[Top][All Lists]
[Date Prev][Date Next][Thread Prev][Thread Next][Date Index][Thread Index]
Re: [Gnumed-devel] publicdb.gnumed.de performance
From: |
Sebastian Hilbert |
Subject: |
Re: [Gnumed-devel] publicdb.gnumed.de performance |
Date: |
Thu, 16 Jun 2011 13:06:18 +0200 |
User-agent: |
KMail/1.13.7 (Linux/2.6.38.4-23-desktop; KDE/4.6.4; i686; ; ) |
Am Donnerstag, 16. Juni 2011, 11:50:25 schrieb Karsten Hilbert:
> On Thu, Jun 16, 2011 at 11:33:01AM +0200, Hilbert, Sebastian wrote:
> > Initials research indicates that performance is connected to network
> > latency rather then speed.
> >
> > It is a good sign that there are not too many queries but each one is
> > affecting performance.
>
> Sure. But we can't cut it down to less than one query. We
> are already caching readonly connections (which is the large
> majority of our queries) so connection setup time should not
> play a measurable role. Be that as it may, psycopg2 has
> removed a bunch of useless stuff from connection setup so
> that this will be even faster. Unfortunately, the Debian
> package maintainer seems to be occupied with other things
> for quite a while already failing to provider up to date
> packages.
>
> > There are two parts to this. The request time and the payload size.
>
> Payload size should be near negligible AFAICT (and
> unavoidable in any case). It'd be good to estimate that
> with, say, wireshark though.
Apart from all technical details we had some measurements where Jim and
Rogerio provided feedback.
It looked like the time waiting for patient data to appear following a search
was pretty much connected to the raw ping times.

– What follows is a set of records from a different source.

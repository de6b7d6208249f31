//! Data directory ownership
//!
//! sled refuses a second opener with an opaque I/O error. The lock file lets
//! a second `engagement-engine` process fail early with the owner's PID and
//! start time instead, and lets a crashed owner's lock be reclaimed.

use chrono::{DateTime, Utc};
use serde::{Deserialize, Serialize};
use std::fs;
use std::io;
use std::path::{Path, PathBuf};
use thiserror::Error;

const LOCK_FILE_NAME: &str = ".engagement.lock";

#[derive(Debug, Error)]
pub enum LockError {
    #[error("data directory {dir} is in use by PID {pid} (since {since}); remove {lock} if that process is gone")]
    Held {
        dir: PathBuf,
        pid: u32,
        since: DateTime<Utc>,
        lock: PathBuf,
    },

    #[error("lock file I/O at {path}: {source}")]
    Io {
        path: PathBuf,
        #[source]
        source: io::Error,
    },
}

/// Contents of the lock file.
#[derive(Debug, Clone, PartialEq, Eq, Serialize, Deserialize)]
pub struct LockOwner {
    pub pid: u32,
    pub started_at: DateTime<Utc>,
}

impl LockOwner {
    fn current() -> Self {
        Self {
            pid: std::process::id(),
            started_at: Utc::now(),
        }
    }

    /// Owner recorded in an existing lock file, `None` when unreadable.
    fn read(path: &Path) -> Option<Self> {
        let raw = fs::read_to_string(path).ok()?;
        serde_json::from_str(&raw).ok()
    }

    fn is_alive(&self) -> bool {
        self.pid != std::process::id() && pid_running(self.pid)
    }
}

fn io_err(path: &Path) -> impl FnOnce(io::Error) -> LockError {
    let path = path.to_path_buf();
    move |source| LockError::Io { path, source }
}

#[cfg(unix)]
fn pid_running(pid: u32) -> bool {
    fs::read_to_string(format!("/proc/{pid}/cmdline"))
        .map(|cmdline| cmdline.contains("engagement"))
        .unwrap_or(false)
}

#[cfg(not(unix))]
fn pid_running(_pid: u32) -> bool {
    true
}

/// Exclusive claim on a data directory, released on drop.
#[derive(Debug)]
pub struct ProcessLock {
    path: PathBuf,
    owner: LockOwner,
}

impl ProcessLock {
    pub fn acquire<P: AsRef<Path>>(data_dir: P) -> Result<Self, LockError> {
        let dir = data_dir.as_ref();
        fs::create_dir_all(dir).map_err(io_err(dir))?;
        let path = dir.join(LOCK_FILE_NAME);

        if path.exists() {
            match LockOwner::read(&path) {
                Some(owner) if owner.is_alive() => {
                    return Err(LockError::Held {
                        dir: dir.to_path_buf(),
                        pid: owner.pid,
                        since: owner.started_at,
                        lock: path,
                    });
                }
                Some(owner) => {
                    tracing::info!(stale_pid = owner.pid, "Reclaiming lock from a stopped instance");
                }
                None => tracing::warn!(path = %path.display(), "Unreadable lock file, replacing it"),
            }
        }

        let owner = LockOwner::current();
        let body = serde_json::to_string(&owner).map_err(|e| io_err(&path)(e.into()))?;
        fs::write(&path, body).map_err(io_err(&path))?;
        tracing::debug!(pid = owner.pid, path = %path.display(), "Data directory locked");

        Ok(Self { path, owner })
    }

    pub fn path(&self) -> &Path {
        &self.path
    }

    pub fn owner(&self) -> &LockOwner {
        &self.owner
    }
}

impl Drop for ProcessLock {
    fn drop(&mut self) {
        // Another process may have reclaimed a lock we held too long
        if LockOwner::read(&self.path).is_some_and(|o| o.pid != self.owner.pid) {
            return;
        }
        if let Err(e) = fs::remove_file(&self.path) {
            tracing::warn!(error = %e, "Failed to remove lock file");
        }
    }
}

That made me think there were a lot of individual requests involved.
To dig deeper one would have to write a test program with a fixed use case and
known number of connections.
In the case we are talking about here it would be interesting to compare the
public database and Marc's "public/home server". Despite the fact that Marc's
server is in the same city all traffic get routed through Frankfurt or other
big hubs. Can't reduce this I would assume.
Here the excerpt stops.